Cette organisation se nomme ALLFED ou Alliance pour nourrir la Terre en cas de catastrophe. Pour m’aider à y voir plus clair, j’ai interviewé Noah Wescombe, qui diriger les engagements politiques stratégiques d’ALLFED à l’échelle mondiale.
Voyons donc comment nourrir le monde après le pire jour de l’humanité.
Au sommaire
La fin de l’agriculture
Depuis environ 12 000 à 10 000 ans, la majorité de l’humanité repose sur l’agriculture pour soutenir sa population, ce qui a permis une croissance incroyable. De quelques millions à plus de 8 milliards aujourd’hui. Cette explosion démographique a passé la 5ᵉ après la révolution industrielle qui a permis des rendements bien plus importants grâce aux machines, la synthèse de fertilisant et des modifications génétiques des graines et légumes. Mais ce système bien huilé est plus fragile qu’on ne le pense. Que se passerait-il s’il venait à s’arrêter, et quel genre de catastrophe pourrait le faire ?
Tout d’abord, nous avons le cas de la guerre nucléaire. Selon les simulations les plus récentes, l’explosion d’armes nucléaires provoquerait des destructions généralisées sur des grands centres urbains. Outre le risque de retombées radioactives localisées, les modèles montrent qu’un tel conflit pourrait déclencher des tempêtes de feu, poussant de la suie et de la fumée dans l’atmosphère.
Noah Wescombe : La fumée épaisse créée par ces débris pourrait bloquer les rayons du soleil, provoquant des années de refroidissement global. Les récoltes pourraient échouer, les systèmes agricoles s’effondrer et des milliards de personnes pourraient être confrontées à la famine.

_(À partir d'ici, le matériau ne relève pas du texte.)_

//! HTTP Client Abstraction
//!
//! Streamed downloads used by the offline cache.

use async_trait::async_trait;
use tokio::io::AsyncRead;

use crate::error::Result;

/// Body of a successful download, read incrementally.
pub type DownloadStream = Box<dyn AsyncRead + Send + Unpin>;

/// Async HTTP client trait
///
/// Implementations follow a bounded number of redirects and fail with
/// [`BridgeError::HttpStatus`](crate::error::BridgeError::HttpStatus) for any
/// final status other than 2xx, so callers never see an error page as content.
///
/// # Example
///
/// ```ignore
/// use bridge_traits::http::HttpClient;
/// use tokio::io::AsyncReadExt;
///
/// async fn fetch(client: &dyn HttpClient) -> bridge_traits::error::Result<Vec<u8>> {
///     let mut body = client.download_stream("https://example.com/a.mp3".into()).await?;
///     let mut buf = Vec::new();
///     body.read_to_end(&mut buf).await?;
///     Ok(buf)
/// }
/// ```
#[async_trait]
pub trait HttpClient: Send + Sync {
    /// Download a file as a stream of bytes
    ///
    /// This is useful for large files that should not be loaded entirely into memory.
    async fn download_stream(&self, url: String) -> Result<DownloadStream>;
}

J’ai exploré ce scenario appelé “Hiver nucléaire” dans cette video en interviewant Owen Brian Toon, considéré comme l’expert mondial sur le sujet.
Ce phénomène d’hiver nucléaire pourrait également être provoqué par de grandes éruptions volcaniques libérant d’énormes quantités de cendres et de gaz dans l’atmosphère. Même chose avec un impact significatif d’une météorite ou d’un astéroïde qui pourrait en plus détruire de grande région agricole par des incendies et des tsunamis.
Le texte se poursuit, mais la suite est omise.